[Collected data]
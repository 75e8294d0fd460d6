use crate::shared::config::{ConfigDiff, TaskReport};

use super::PartitionSide;

#[derive(Debug, Clone, PartialEq)]
pub enum PartitionState {
    Committed {
        input_report: TaskReport,
        output_report: TaskReport,
    },
    /// The writer was aborted. `side` and `cause` describe the partition's
    /// representative failure.
    Aborted { side: PartitionSide, cause: String },
}

#[derive(Debug, Clone, PartialEq)]
pub struct PartitionOutcome {
    pub partition: usize,
    pub state: PartitionState,
}

impl PartitionOutcome {
    pub fn committed(partition: usize, input_report: TaskReport, output_report: TaskReport) -> Self {
        Self {
            partition,
            state: PartitionState::Committed {
                input_report,
                output_report,
            },
        }
    }

    pub fn aborted(partition: usize, side: PartitionSide, cause: impl Into<String>) -> Self {
        Self {
            partition,
            state: PartitionState::Aborted {
                side,
                cause: cause.into(),
            },
        }
    }

    pub fn is_committed(&self) -> bool {
        matches!(self.state, PartitionState::Committed { .. })
    }

    pub fn input_report(&self) -> Option<&TaskReport> {
        match &self.state {
            PartitionState::Committed { input_report, .. } => Some(input_report),
            PartitionState::Aborted { .. } => None,
        }
    }

    pub fn output_report(&self) -> Option<&TaskReport> {
        match &self.state {
            PartitionState::Committed { output_report, .. } => Some(output_report),
            PartitionState::Aborted { .. } => None,
        }
    }
}

/// Result of a run where every partition committed.
#[derive(Debug, Clone, PartialEq)]
pub struct ExecutionResult {
    config_diff: ConfigDiff,
    outcomes: Vec<PartitionOutcome>,
    ignored_errors: Vec<String>,
}

impl ExecutionResult {
    pub(super) fn new(
        config_diff: ConfigDiff,
        outcomes: Vec<PartitionOutcome>,
        ignored_errors: Vec<String>,
    ) -> Self {
        Self {
            config_diff,
            outcomes,
            ignored_errors,
        }
    }

    /// `{"in": <input diff>, "out": <output diff>}`.
    pub fn config_diff(&self) -> &ConfigDiff {
        &self.config_diff
    }

    pub fn outcomes(&self) -> &[PartitionOutcome] {
        &self.outcomes
    }

    pub fn task_count(&self) -> usize {
        self.outcomes.len()
    }

    pub fn input_reports(&self) -> Vec<&TaskReport> {
        self.outcomes.iter().filter_map(|o| o.input_report()).collect()
    }

    pub fn output_reports(&self) -> Vec<&TaskReport> {
        self.outcomes.iter().filter_map(|o| o.output_report()).collect()
    }

    /// Cleanup failures, logged and otherwise ignored.
    pub fn ignored_errors(&self) -> &[String] {
        &self.ignored_errors
    }
}
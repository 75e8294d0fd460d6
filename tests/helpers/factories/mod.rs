pub mod record_factory;
pub mod schema_factory;
pub mod session_factory;

#[cfg(test)]
mod record_factory_test;
#[cfg(test)]
mod schema_factory_test;

pub use record_factory::RecordFactory;
pub use schema_factory::SchemaFactory;
pub use session_factory::SessionFactory;
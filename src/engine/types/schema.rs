use serde::{Deserialize, Serialize};

use super::{Column, ColumnConfig, ColumnVisitor, TypeError, TypeTag};

/// Ordered list of columns where `columns[i].index() == i`.
#[derive(Debug, Clone, Default, PartialEq, Eq, Hash, Serialize, Deserialize)]
#[serde(try_from = "Vec<Column>", into = "Vec<Column>")]
pub struct Schema {
    columns: Vec<Column>,
}

impl Schema {
    pub fn builder() -> SchemaBuilder {
        SchemaBuilder::default()
    }

    pub fn from_configs(configs: &[ColumnConfig]) -> Self {
        configs
            .iter()
            .fold(Self::builder(), |builder, c| builder.add(&c.name, c.type_tag))
            .build()
    }

    pub fn columns(&self) -> &[Column] {
        &self.columns
    }

    /// Panics when `index` is out of range.
    pub fn column(&self, index: usize) -> &Column {
        &self.columns[index]
    }

    pub fn column_count(&self) -> usize {
        self.columns.len()
    }

    pub fn is_empty(&self) -> bool {
        self.columns.is_empty()
    }

    pub fn column_type(&self, index: usize) -> TypeTag {
        self.columns[index].type_tag()
    }

    pub fn column_types(&self) -> Vec<TypeTag> {
        self.columns.iter().map(Column::type_tag).collect()
    }

    /// First column with the given name. Names are not required to be unique.
    pub fn lookup_column(&self, name: &str) -> Option<&Column> {
        self.columns.iter().find(|c| c.name() == name)
    }

    pub fn to_configs(&self) -> Vec<ColumnConfig> {
        self.columns
            .iter()
            .map(|c| ColumnConfig::new(c.name(), c.type_tag()))
            .collect()
    }

    pub fn visit_columns(&self, visitor: &mut dyn ColumnVisitor) {
        for column in &self.columns {
            column.type_tag().accept(column, visitor);
        }
    }
}

impl TryFrom<Vec<Column>> for Schema {
    type Error = TypeError;

    fn try_from(columns: Vec<Column>) -> Result<Self, Self::Error> {
        if let Some((position, column)) = columns
            .iter()
            .enumerate()
            .find(|(i, c)| c.index() != *i)
        {
            return Err(TypeError::InvalidSchema(format!(
                "column '{}' at position {} has index {}",
                column.name(),
                position,
                column.index()
            )));
        }
        Ok(Self { columns })
    }
}

impl From<Schema> for Vec<Column> {
    fn from(schema: Schema) -> Self {
        schema.columns
    }
}

#[derive(Debug, Default)]
pub struct SchemaBuilder {
    columns: Vec<Column>,
}

impl SchemaBuilder {
    pub fn add(mut self, name: impl Into<String>, type_tag: TypeTag) -> Self {
        let index = self.columns.len();
        self.columns.push(Column::new(index, name, type_tag));
        self
    }

    pub fn build(self) -> Schema {
        Schema {
            columns: self.columns,
        }
    }
}
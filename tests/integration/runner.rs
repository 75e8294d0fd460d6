use bulk_flow::engine::exec::{ExecSession, ExecutionError, LocalExecutor, Pipeline};
use bulk_flow::shared::config::{ConfigSource, Settings};
use tracing::info;

use crate::integration::registry;
use crate::integration::scenarios::{Expectation, TestScenario};

fn settings() -> Settings {
    let mut settings = Settings::default();
    settings.page.page_size = 128;
    settings.page.pool_capacity = 8;
    settings.executor.channel_capacity = 2;
    settings
}

fn resolve(document: &ConfigSource) -> Pipeline {
    let input = registry::input(&document.nested("in").expect("scenario has an 'in' section"));
    let output = registry::output(&document.nested("out").expect("scenario has an 'out' section"));
    let filters = document
        .get_or::<Vec<ConfigSource>>("filters", Vec::new())
        .expect("'filters' is a list of sections")
        .iter()
        .map(registry::filter)
        .collect();
    Pipeline::from_config(document, input, filters, output).expect("pipeline resolves")
}

pub async fn run_scenario(scenario: &TestScenario) {
    info!("▶ Running scenario: {}", scenario.name);
    let document =
        ConfigSource::from_json(scenario.pipeline.clone()).expect("pipeline is a JSON object");
    let pipeline = resolve(&document);
    let executor = LocalExecutor::new(ExecSession::new(&settings()));

    match (&scenario.expect, executor.run(&pipeline).await) {
        (
            Expectation::Committed {
                records_per_partition,
                last_row_count,
            },
            Ok(result),
        ) => {
            let written: Vec<u64> = result
                .output_reports()
                .iter()
                .map(|r| r.get::<u64>("records").expect("null output reports records"))
                .collect();
            assert_eq!(&written, records_per_partition, "scenario '{}'", scenario.name);

            let read = result
                .config_diff()
                .nested("in")
                .and_then(|diff| diff.get::<u64>("last_row_count"))
                .expect("inline input reports its row count");
            assert_eq!(read, *last_row_count, "scenario '{}'", scenario.name);
        }
        (
            Expectation::Rejected {
                stage,
                message_contains,
            },
            Err(ExecutionError::Transaction { stage: actual, source }),
        ) => {
            assert_eq!(actual.as_str(), stage, "scenario '{}'", scenario.name);
            assert!(
                source.to_string().contains(message_contains.as_str()),
                "scenario '{}': '{source}' does not mention '{message_contains}'",
                scenario.name
            );
        }
        (expected, actual) => panic!(
            "scenario '{}': expected {expected:?}, got {actual:?}",
            scenario.name
        ),
    }
    info!("✔ Scenario passed: {}", scenario.name);
}
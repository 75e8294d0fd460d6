pub mod collecting_output;
pub mod scripted_input;

pub use collecting_output::{CollectingOutput, OutputFailure};
pub use scripted_input::{InputFailure, ScriptedInput};
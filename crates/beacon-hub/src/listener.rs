//! Listeners - the callback seam between the hub and its collaborators
//!
//! A listener receives every committed change batch, synchronously, on the
//! committing thread and while the hub's commit lock is held. Consequences:
//! - a slow listener delays the committer and every thread waiting to commit
//! - a listener must not commit on the hub that is notifying it; such a call
//!   fails with [`Error::ReentrantCommit`](crate::Error::ReentrantCommit)
//! - reading the hub from inside a callback is fine and already observes
//!   the snapshot produced by the commit being dispatched
//!
//! The change slice is only borrowed for the duration of the call; listeners
//! clone whatever they need to keep.

use crate::change::Change;
use parking_lot::Mutex;
use serde::{Deserialize, Serialize};
use std::sync::Arc;

/// Receiver of committed change batches
pub trait DatabaseListener: Send + Sync {
    /// Called once per publishing commit with the ordered change log
    fn on_changes(&self, changes: &[Change]);
}

impl<F> DatabaseListener for F
where
    F: Fn(&[Change]) + Send + Sync,
{
    fn on_changes(&self, changes: &[Change]) {
        self(changes)
    }
}

/// Handle identifying a registered listener
#[derive(Debug, Clone, Copy, PartialEq, Eq, Hash, Serialize, Deserialize)]
pub struct ListenerId(pub u64);

impl std::fmt::Display for ListenerId {
    fn fmt(&self, f: &mut std::fmt::Formatter<'_>) -> std::fmt::Result {
        write!(f, "Listener({})", self.0)
    }
}

/// Registered listeners in registration order
#[derive(Default)]
pub(crate) struct ListenerRegistry {
    listeners: Vec<(ListenerId, Arc<dyn DatabaseListener>)>,
    next_id: u64,
}

impl ListenerRegistry {
    pub fn add(&mut self, listener: Arc<dyn DatabaseListener>) -> ListenerId {
        let id = ListenerId(self.next_id);
        self.next_id += 1;
        self.listeners.push((id, listener));
        id
    }

    pub fn remove(&mut self, id: ListenerId) -> bool {
        let before = self.listeners.len();
        self.listeners.retain(|(existing, _)| *existing != id);
        self.listeners.len() != before
    }

    pub fn len(&self) -> usize {
        self.listeners.len()
    }

    /// The listeners a dispatch will notify, fixed at the time of the call
    pub fn snapshot(&self) -> Vec<Arc<dyn DatabaseListener>> {
        self.listeners
            .iter()
            .map(|(_, listener)| Arc::clone(listener))
            .collect()
    }
}

/// Listener that keeps the most recent batch it was given
///
/// # Example
///
/// ```
/// use beacon_hub::{ChangeCategory, Hub, RecordingListener};
/// use std::sync::Arc;
///
/// let hub = Hub::new();
/// let listener = Arc::new(RecordingListener::new());
/// hub.add_listener_arc(listener.clone());
///
/// let mut txn = hub.writeable_database_copy();
/// txn.add_type("EmptyType").unwrap();
/// txn.commit().unwrap();
///
/// let changes = listener.last_changes();
/// assert_eq!(changes.len(), 1);
/// assert_eq!(changes[0].category(), ChangeCategory::AddType);
/// assert_eq!(listener.batch_count(), 1);
/// ```
#[derive(Debug, Default)]
pub struct RecordingListener {
    state: Mutex<RecordedState>,
}

#[derive(Debug, Default)]
struct RecordedState {
    last: Vec<Change>,
    batches: usize,
}

impl RecordingListener {
    /// Create a listener that has seen nothing yet
    pub fn new() -> Self {
        Self::default()
    }

    /// The last delivered batch (empty before the first commit)
    pub fn last_changes(&self) -> Vec<Change> {
        self.state.lock().last.clone()
    }

    /// Number of batches delivered so far
    pub fn batch_count(&self) -> usize {
        self.state.lock().batches
    }
}

impl DatabaseListener for RecordingListener {
    fn on_changes(&self, changes: &[Change]) {
        let mut state = self.state.lock();
        state.last = changes.to_vec();
        state.batches += 1;
    }
}
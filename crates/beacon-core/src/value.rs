//! Dynamic values stored in instance property sets

use indexmap::IndexMap;
use serde::{Deserialize, Serialize};
use std::fmt;

/// A dynamically typed property value
#[derive(Debug, Clone, PartialEq, Serialize, Deserialize, Default)]
pub enum Value {
    /// No value / null
    #[default]
    Null,
    /// Boolean value
    Bool(bool),
    /// Integer value
    Int(i64),
    /// Floating point value
    Float(f64),
    /// String value
    String(String),
    /// List of values
    List(Vec<Value>),
    /// Nested property bag
    Map(ValueMap),
}

/// A property bag: string keys mapped to dynamic values
///
/// Uses IndexMap so property order is stable, which keeps diffs and dumps
/// deterministic.
pub type ValueMap = IndexMap<String, Value>;

impl Value {
    /// Check if this value is null
    pub fn is_null(&self) -> bool {
        matches!(self, Value::Null)
    }

    /// Try to get this value as a boolean
    pub fn as_bool(&self) -> Option<bool> {
        match self {
            Value::Bool(b) => Some(*b),
            _ => None,
        }
    }

    /// Try to get this value as an integer
    pub fn as_int(&self) -> Option<i64> {
        match self {
            Value::Int(i) => Some(*i),
            _ => None,
        }
    }

    /// Try to get this value as a float (integers widen)
    pub fn as_float(&self) -> Option<f64> {
        match self {
            Value::Float(f) => Some(*f),
            Value::Int(i) => Some(*i as f64),
            _ => None,
        }
    }

    /// Try to get this value as a string
    pub fn as_str(&self) -> Option<&str> {
        match self {
            Value::String(s) => Some(s),
            _ => None,
        }
    }

    /// Try to get this value as a list
    pub fn as_list(&self) -> Option<&[Value]> {
        match self {
            Value::List(list) => Some(list),
            _ => None,
        }
    }

    /// Try to get this value as a property bag
    pub fn as_map(&self) -> Option<&ValueMap> {
        match self {
            Value::Map(map) => Some(map),
            _ => None,
        }
    }

    /// Look up a property when this value is a map
    pub fn get(&self, key: &str) -> Option<&Value> {
        self.as_map().and_then(|map| map.get(key))
    }

    /// Structural equality, as used for diffing
    ///
    /// Unlike `==`, floats compare by bit pattern, so a `NaN` equals an
    /// identical `NaN`. Lists compare element-wise and maps key by key,
    /// regardless of key order.
    pub fn structural_eq(&self, other: &Value) -> bool {
        match (self, other) {
            (Value::Float(a), Value::Float(b)) => a.to_bits() == b.to_bits(),
            (Value::List(a), Value::List(b)) => {
                a.len() == b.len() && a.iter().zip(b).all(|(x, y)| x.structural_eq(y))
            }
            (Value::Map(a), Value::Map(b)) => maps_structurally_equal(a, b),
            _ => self == other,
        }
    }

    /// Get the type name of this value
    pub fn type_name(&self) -> &'static str {
        match self {
            Value::Null => "null",
            Value::Bool(_) => "bool",
            Value::Int(_) => "int",
            Value::Float(_) => "float",
            Value::String(_) => "string",
            Value::List(_) => "list",
            Value::Map(_) => "map",
        }
    }
}

/// Compare two property bags with [`Value::structural_eq`]
pub(crate) fn maps_structurally_equal(a: &ValueMap, b: &ValueMap) -> bool {
    a.len() == b.len()
        && a.iter()
            .all(|(key, value)| b.get(key).is_some_and(|other| value.structural_eq(other)))
}

impl fmt::Display for Value {
    fn fmt(&self, f: &mut fmt::Formatter<'_>) -> fmt::Result {
        match self {
            Value::Null => write!(f, "null"),
            Value::Bool(b) => write!(f, "{}", b),
            Value::Int(i) => write!(f, "{}", i),
            Value::Float(fl) => write!(f, "{}", fl),
            Value::String(s) => write!(f, "\"{}\"", s),
            Value::List(list) => {
                write!(f, "[")?;
                for (i, v) in list.iter().enumerate() {
                    if i > 0 {
                        write!(f, ", ")?;
                    }
                    write!(f, "{}", v)?;
                }
                write!(f, "]")
            }
            Value::Map(map) => {
                write!(f, "{{")?;
                for (i, (k, v)) in map.iter().enumerate() {
                    if i > 0 {
                        write!(f, ", ")?;
                    }
                    write!(f, "{}: {}", k, v)?;
                }
                write!(f, "}}")
            }
        }
    }
}

impl From<bool> for Value {
    fn from(b: bool) -> Self {
        Value::Bool(b)
    }
}

impl From<i64> for Value {
    fn from(i: i64) -> Self {
        Value::Int(i)
    }
}

impl From<i32> for Value {
    fn from(i: i32) -> Self {
        Value::Int(i as i64)
    }
}

impl From<f64> for Value {
    fn from(f: f64) -> Self {
        Value::Float(f)
    }
}

impl From<String> for Value {
    fn from(s: String) -> Self {
        Value::String(s)
    }
}

impl From<&str> for Value {
    fn from(s: &str) -> Self {
        Value::String(s.to_string())
    }
}

impl From<ValueMap> for Value {
    fn from(map: ValueMap) -> Self {
        Value::Map(map)
    }
}

impl<T: Into<Value>> From<Vec<T>> for Value {
    fn from(vec: Vec<T>) -> Self {
        Value::List(vec.into_iter().map(Into::into).collect())
    }
}

impl<K: Into<String>, V: Into<Value>> FromIterator<(K, V)> for Value {
    fn from_iter<I: IntoIterator<Item = (K, V)>>(iter: I) -> Self {
        Value::Map(
            iter.into_iter()
                .map(|(k, v)| (k.into(), v.into()))
                .collect(),
        )
    }
}

#[cfg(test)]
mod tests {
    use super::*;

    #[test]
    fn test_value_accessors() {
        assert!(Value::Null.is_null());
        assert_eq!(Value::Bool(true).as_bool(), Some(true));
        assert_eq!(Value::Int(42).as_int(), Some(42));
        assert_eq!(Value::Int(42).as_float(), Some(42.0));
        assert_eq!(Value::String("hello".into()).as_str(), Some("hello"));
        assert_eq!(Value::Int(1).as_str(), None);
    }

    #[test]
    fn test_value_map_lookup() {
        let value: Value = [("Name", "Alice"), ("Other", "value1")]
            .into_iter()
            .collect();

        assert_eq!(value.type_name(), "map");
        assert_eq!(value.get("Name").and_then(Value::as_str), Some("Alice"));
        assert!(value.get("Missing").is_none());
        assert!(Value::Int(3).get("Name").is_none());
    }

    #[test]
    fn test_value_display() {
        let value: Value = [("Name", Value::from("Alice")), ("Age", Value::from(30))]
            .into_iter()
            .collect();
        assert_eq!(value.to_string(), "{Name: \"Alice\", Age: 30}");
        assert_eq!(Value::from(vec![1i64, 2]).to_string(), "[1, 2]");
    }

    #[test]
    fn test_structural_eq_handles_nan() {
        let nan = Value::Float(f64::NAN);
        assert_ne!(nan, nan.clone());
        assert!(nan.structural_eq(&nan.clone()));

        let nested: Value = [("Ratio", Value::from(vec![Value::Float(f64::NAN)]))]
            .into_iter()
            .collect();
        assert!(nested.structural_eq(&nested.clone()));

        assert!(!Value::Float(1.0).structural_eq(&Value::Int(1)));
        assert!(!Value::Float(0.0).structural_eq(&Value::Float(-0.0)));
    }

    #[test]
    fn test_value_ron_roundtrip() {
        let value: Value = [("Name", "Alice")].into_iter().collect();
        let text = ron::to_string(&value).expect("serialize");
        let back: Value = ron::from_str(&text).expect("deserialize");
        assert_eq!(back, value);
    }
}
//! Property-level diffing of stored records
//!
//! Two versions of a record are compared over their declared field sets
//! ([`Bean::properties`](crate::Bean::properties)). The result lists one
//! [`PropertyChange`] per property whose value differs, in the old record's
//! property order followed by properties only the new record declares. A
//! property declared on one side only compares as [`Value::Null`] on the
//! other.

use crate::{Instance, Value, ValueMap};
use serde::{Deserialize, Serialize};

/// One changed property of a modified instance
///
/// A descriptor does not point back at the record it describes; the new
/// record travels alongside it as the change's instance value.
#[derive(Debug, Clone, PartialEq, Serialize, Deserialize)]
pub struct PropertyChange {
    /// Property name
    pub name: String,
    /// Value before the modification
    pub old_value: Value,
    /// Value after the modification
    pub new_value: Value,
}

impl PropertyChange {
    /// Create a new descriptor
    pub fn new(
        name: impl Into<String>,
        old_value: impl Into<Value>,
        new_value: impl Into<Value>,
    ) -> Self {
        Self {
            name: name.into(),
            old_value: old_value.into(),
            new_value: new_value.into(),
        }
    }
}

/// Diff two property sets
pub fn diff_properties(old: &ValueMap, new: &ValueMap) -> Vec<PropertyChange> {
    let mut changes = Vec::new();

    for (name, old_value) in old {
        let new_value = match new.get(name) {
            Some(value) if value.structural_eq(old_value) => continue,
            Some(value) => value.clone(),
            None if old_value.is_null() => continue,
            None => Value::Null,
        };
        changes.push(PropertyChange::new(
            name.as_str(),
            old_value.clone(),
            new_value,
        ));
    }

    for (name, new_value) in new {
        if !old.contains_key(name) && !new_value.is_null() {
            changes.push(PropertyChange::new(
                name.as_str(),
                Value::Null,
                new_value.clone(),
            ));
        }
    }

    changes
}

/// Diff two versions of a stored record
pub fn diff_instances(old: &Instance, new: &Instance) -> Vec<PropertyChange> {
    if old.ptr_eq(new) {
        return Vec::new();
    }
    diff_properties(&old.properties(), &new.properties())
}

> ACTIVITY: Within the entries above, find the string "stored" and return each line that holds it.

> TASK RESPONSE:
//! Dynamic values stored in instance property sets
//! Property-level diffing of stored records
/// Diff two versions of a stored record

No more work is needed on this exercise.